Итак, спектакль — это образ двусторонней реальной действительности, который возникает во взаимосвязях образов входящих в него действующих лиц[xcii]. Следовательно, театр как единое целое определяется образами его спектаклей в их взаимосвязи. Это значит, что театр не есть понятие статическое в нашем понимании этого слова, не есть понятие механическое, [то есть] сумма спектаклей, а есть понятие динамическое и неразрывное во взаимосвязи своих спектаклей, то есть каждый спектакль не заканчивается фактом своего существования, а входит рядом поставленных и возникающих в процессе его творчества приемов и задач в последующий спектакль. Последующий — опять в новый и т. д. и т. д., образуя неразрывную взаимосвязь, в результате которой возникает динамический образ театра, скажем, понятие нашего театра как целого.
{198} Все ли театры таковы? Конечно, нет. Такая характеристика применима к театрам, которые развиваются органически, к театрам, для которых каждый отдельный спектакль не есть самоцель, а есть новый образ, возникающий в связи со всеми предшествовавшими ему спектаклями и предвосхищающий, предуказывающий ряд тех нитей и путей, в связи с которыми будут возникать его новые спектакли, несмотря на то, что они будут, может быть, ставить иные, чем данный спектакль, задачи и замыслы. Так развивается театр органический и, конечно, не так развивается целый ряд иных театров, театров обычного типа. Если вы возьмете для примера, скажем, театр Корша, есть ли это театр, который подходит под наше определение? Конечно, нет. Это театр, который ставит один спектакль, другой, третий, четвертый и т. д., и они соединены между собой механическим путем, [поскольку] они происходят на одной и той же сцене, в одном и том же помещении, играют одни и те же актеры и т. д. Тоже самое относится к театру МОСПС, который, несмотря на то, что он ставит пьесы по преимуществу идеологического порядка, не развивается по этим принципам взаимосвязи спектаклей, а тоже ставит ряд отдельных спектаклей, соединенных между собою механически.
Театры же органические, развиваясь динамически, в результате имеют свой стиль, свой метод. Отсюда возникает лицо театра, развитие его коллектива и т. д. и т. д.
Таким образом, для того чтобы выяснить лицо и метод нашего театра, нам надо проследить, как они складывались во взаимосвязях его спектаклей.
[…]
Камерный театр возник как анархически-революционный театр, восставший против всех норм и форм объективной действительности. Отсюда, с одной стороны, отрицание нашим театром потребительского мещанского искусства, натуралистического искусства, натуралистического театра, с другой стороны, отрицание ухода от жизни, искусства в себе, условного театра и психологического театра. Отсюда утверждение Камерным театром жизни и человека как начала, реформирующего реальную действительность. Отсюда появление в нашем театре репертуара, который отвечал этой субъективной идее восприятия действительности и соответствующему методу ее воплощения.
Репертуар Камерного театра первого года его существования — «Сакунтала», «Жизнь есть сон», «Два мира», «Фамира-Кифарэд», «Ирландский герой», «Веер», «Женитьба Фигаро», «Виндзорские проказницы». Здесь было либо бунтарское ниспровержение форм и норм действительности, существовавшей вокруг нас в это время, всей действительности в совокупности, тех [художественных] увлечений, которые возникали в период {199} империалистической войны и т. д. и т. д. И, с другой стороны, здесь было жизнеутверждение, утверждение радости жизни как таковой, несмотря на то, что делается в реальной действительности данного периода. Взаимосвязь этих спектаклей наметила две линии творческого образа нашего театра: одна линия — это трагический спектакль, будирующий, [направленный] против мещанской психологии и мелких чувств, ею порождаемых, и соответственно создавший новые формы сценического воплощения; другая линия — спектакль-арлекинада с его жизнерадостностью, жизнеутверждением, приведший к изобретению новых форм и методов для своего сценического воплощения.
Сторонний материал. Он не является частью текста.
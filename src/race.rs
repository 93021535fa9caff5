use crate::cherry::Cherry;
use crate::config::Config;
use crate::ghost::{Ghost, GhostColor};
use crate::grid::{self, Grid};
use crate::pathfinding::{flood, reachable, Position};
use rand::rngs::StdRng;
use rand::seq::SliceRandom;
use rand::SeedableRng;
use serde::{Deserialize, Serialize};
use std::collections::HashSet;
use std::fmt;

#[derive(Debug, Clone, Copy, PartialEq, Eq, Serialize, Deserialize)]
#[serde(rename_all = "lowercase")]
pub enum RaceState {
    Idle,
    Running,
    Finished,
}

impl fmt::Display for RaceState {
    fn fmt(&self, f: &mut fmt::Formatter<'_>) -> fmt::Result {
        let label = match self {
            RaceState::Idle => "IDLE",
            RaceState::Running => "RUNNING",
            RaceState::Finished => "FINISHED",
        };
        f.write_str(label)
    }
}

/// Commands issued by the presentation layer
#[derive(Debug, Clone, Copy, PartialEq, Eq, Serialize, Deserialize)]
pub enum RaceCommand {
    Start,
    Restart,
    GenerateNewMap,
    GenerateNewCherry,
}

impl RaceCommand {
    pub fn label(&self) -> &'static str {
        match self {
            RaceCommand::Start => "Start Game",
            RaceCommand::Restart => "Restart Game",
            RaceCommand::GenerateNewMap => "Generate New Map",
            RaceCommand::GenerateNewCherry => "Generate New Cherry",
        }
    }
}

#[derive(Debug, Clone, PartialEq, Serialize)]
pub struct RankingEntry {
    pub name: String,
    pub color: GhostColor,
    pub algorithm: String,
    /// None for ghosts that never reached the cherry
    pub finish_time: Option<f64>,
}

#[derive(Debug, Clone, Serialize)]
pub struct GhostSnapshot {
    pub name: String,
    pub color: GhostColor,
    pub algorithm: String,
    pub position: Position,
    pub finish_time: Option<f64>,
}

/// Read-only view of the race for renderers and reports
#[derive(Debug, Clone, Serialize)]
pub struct RaceSnapshot {
    pub state: RaceState,
    pub elapsed: f64,
    pub cherry: Position,
    /// False when the last placement could not find a cell every ghost reaches
    pub cherry_verified: bool,
    pub ghosts: Vec<GhostSnapshot>,
    pub ranking: Vec<RankingEntry>,
    pub results_visible: bool,
    pub grid_revision: u64,
}

/// Knobs for map regeneration and cherry validation
#[derive(Debug, Clone)]
pub struct RaceSettings {
    pub template_rows: Vec<i32>,
    pub wall_probability: f64,
    /// Sampling rounds before the cherry is drawn directly from the shared region
    pub max_reposition_rounds: usize,
}

impl Default for RaceSettings {
    fn default() -> Self {
        RaceSettings {
            template_rows: grid::DEFAULT_TEMPLATE_ROWS.to_vec(),
            wall_probability: grid::DEFAULT_WALL_PROBABILITY,
            max_reposition_rounds: 50,
        }
    }
}

fn round_to(value: f64, decimals: i32) -> f64 {
    let factor = 10f64.powi(decimals);
    (value * factor).round() / factor
}

/// Owns the grid, ghosts and cherry and runs the idle/running/finished cycle.
///
/// Time is supplied by the caller in seconds, so the controller works the same
/// against a wall clock or a simulated one.
pub struct RaceController {
    grid: Grid,
    ghosts: Vec<Ghost>,
    cherry: Cherry,
    cherry_verified: bool,
    settings: RaceSettings,
    rng: StdRng,
    state: RaceState,
    start_time: Option<f64>,
    end_time: Option<f64>,
    timer_reset: bool,
    ranking: Vec<RankingEntry>,
    results_visible: bool,
}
Таким образом, субъективное чувство действительности, заключающееся преимущественно в протестах против нее, порождало эмоцию движения и [другие] конденсирован[ные] средства выразительности. [Возникал] актер-бунтарь, актер жизнеутверждающий. Отсюда — отправные линии новой актерской техники. Натуралистический театр принимал актера как человека данной действительности и данной среды, натуралистический театр ставил своей задачей копирование, фотографирование этой действительности, перенесение ее на сцену. Отсюда натуралистический театр перенес на сцену актера, как человека этой среды, со всеми его свойствами, со всеми его достоинствами и недостатками. Для создания натуралистического спектакля нужен был актер, воплощающий эту жизнь, актер, копирующий эту жизнь. Отсюда в связи с общими формами жизни — актер мелких жестов, актер маленьких чувствований, маленьких мещанских переживаний, актер, который по существу мало чем отличался от среднего человека данной среды и данной эпохи. Недаром мы знаем случаи, когда для исполнения той или иной роли натуралистический театр брал просто живых людей, [выводя] их на сцену[xciii]. […] Естественно, что такой театр к актеру не предъявлял никаких специфических требований (за исключением общепринятых — дикции и т. д.), и поэтому живой материал актера оставался в неразработанном первичном состоянии. С другой стороны, условный театр строил образы своих спектаклей так, чтобы они не были похожи на реальную жизнь; соответственно строил[ись] и актерские образы; этот театр предъявлял к живому материалу актера специфические требования, [согласно которым актер] почти [не вызывал] у зрителя [впечатления] живого материала. Введение актера в общую систему декоративного устройства и убранства, в условные, не похожие на жизнь мизансцены, скажем, барельефы, предъявляло к актерскому материалу требования, закрепощающие, консервирующие этот материал, а не развивающие его.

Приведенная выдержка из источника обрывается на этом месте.